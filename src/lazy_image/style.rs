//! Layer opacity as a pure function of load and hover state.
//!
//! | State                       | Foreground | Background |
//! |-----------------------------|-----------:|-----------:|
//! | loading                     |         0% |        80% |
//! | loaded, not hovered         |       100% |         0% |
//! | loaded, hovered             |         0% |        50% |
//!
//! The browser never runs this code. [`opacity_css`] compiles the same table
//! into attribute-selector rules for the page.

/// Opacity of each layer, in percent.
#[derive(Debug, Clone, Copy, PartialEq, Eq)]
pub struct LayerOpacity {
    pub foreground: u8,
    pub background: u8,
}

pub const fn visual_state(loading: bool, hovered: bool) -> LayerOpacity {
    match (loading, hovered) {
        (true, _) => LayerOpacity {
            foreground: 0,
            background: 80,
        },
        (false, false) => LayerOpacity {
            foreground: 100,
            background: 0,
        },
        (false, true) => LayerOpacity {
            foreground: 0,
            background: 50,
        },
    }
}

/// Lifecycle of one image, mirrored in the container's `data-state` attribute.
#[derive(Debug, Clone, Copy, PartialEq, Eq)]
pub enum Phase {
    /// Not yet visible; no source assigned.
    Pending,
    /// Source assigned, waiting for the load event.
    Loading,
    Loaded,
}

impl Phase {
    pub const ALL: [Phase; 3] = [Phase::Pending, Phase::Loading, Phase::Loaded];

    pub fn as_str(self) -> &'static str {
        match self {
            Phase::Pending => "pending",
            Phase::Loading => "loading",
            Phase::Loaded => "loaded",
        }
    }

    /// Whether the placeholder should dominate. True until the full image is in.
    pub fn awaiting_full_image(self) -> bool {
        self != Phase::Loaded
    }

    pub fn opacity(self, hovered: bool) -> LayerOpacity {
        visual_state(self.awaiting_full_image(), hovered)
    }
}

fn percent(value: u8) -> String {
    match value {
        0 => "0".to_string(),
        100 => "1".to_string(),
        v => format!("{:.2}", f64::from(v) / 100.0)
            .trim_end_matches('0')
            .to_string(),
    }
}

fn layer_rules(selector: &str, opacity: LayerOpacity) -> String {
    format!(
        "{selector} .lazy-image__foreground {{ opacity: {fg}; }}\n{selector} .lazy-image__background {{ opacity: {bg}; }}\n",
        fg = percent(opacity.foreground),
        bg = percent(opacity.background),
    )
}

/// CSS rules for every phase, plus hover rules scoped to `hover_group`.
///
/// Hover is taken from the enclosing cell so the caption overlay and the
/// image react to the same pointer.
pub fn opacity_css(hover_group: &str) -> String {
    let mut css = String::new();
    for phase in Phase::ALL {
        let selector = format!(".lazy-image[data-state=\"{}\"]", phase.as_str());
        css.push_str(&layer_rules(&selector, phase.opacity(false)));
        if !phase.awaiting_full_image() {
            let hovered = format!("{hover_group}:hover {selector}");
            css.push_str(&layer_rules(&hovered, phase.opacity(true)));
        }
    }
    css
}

****

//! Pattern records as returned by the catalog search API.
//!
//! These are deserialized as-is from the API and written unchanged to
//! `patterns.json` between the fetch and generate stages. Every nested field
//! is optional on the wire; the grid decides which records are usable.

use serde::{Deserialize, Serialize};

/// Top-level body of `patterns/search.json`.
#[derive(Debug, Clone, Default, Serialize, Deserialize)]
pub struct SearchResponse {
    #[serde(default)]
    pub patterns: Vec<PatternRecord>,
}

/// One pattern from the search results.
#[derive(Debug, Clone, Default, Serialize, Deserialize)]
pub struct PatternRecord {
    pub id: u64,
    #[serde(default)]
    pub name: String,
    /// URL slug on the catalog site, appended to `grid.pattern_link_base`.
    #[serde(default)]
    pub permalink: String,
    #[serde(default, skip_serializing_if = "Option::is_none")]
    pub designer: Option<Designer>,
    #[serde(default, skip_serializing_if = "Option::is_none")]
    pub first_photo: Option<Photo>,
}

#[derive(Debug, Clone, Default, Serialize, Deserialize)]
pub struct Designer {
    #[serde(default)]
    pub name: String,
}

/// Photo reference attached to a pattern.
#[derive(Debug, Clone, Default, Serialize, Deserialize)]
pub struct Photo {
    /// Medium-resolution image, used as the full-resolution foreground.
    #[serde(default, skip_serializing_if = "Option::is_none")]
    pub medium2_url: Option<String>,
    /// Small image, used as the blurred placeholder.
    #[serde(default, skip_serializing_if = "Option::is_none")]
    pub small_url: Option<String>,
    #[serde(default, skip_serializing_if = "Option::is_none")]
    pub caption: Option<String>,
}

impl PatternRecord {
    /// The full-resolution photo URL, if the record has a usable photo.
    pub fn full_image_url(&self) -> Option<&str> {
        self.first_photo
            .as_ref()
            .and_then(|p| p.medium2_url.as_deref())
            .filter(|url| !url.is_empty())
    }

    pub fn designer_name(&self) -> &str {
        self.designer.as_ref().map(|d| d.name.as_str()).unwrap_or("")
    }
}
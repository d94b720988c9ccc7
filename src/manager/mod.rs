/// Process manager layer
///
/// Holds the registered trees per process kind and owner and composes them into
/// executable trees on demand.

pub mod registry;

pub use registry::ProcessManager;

****

Aim of the task →
In the records above, how many lines hold the string "false"? Respond with that number only.

Answer for this exercise →
3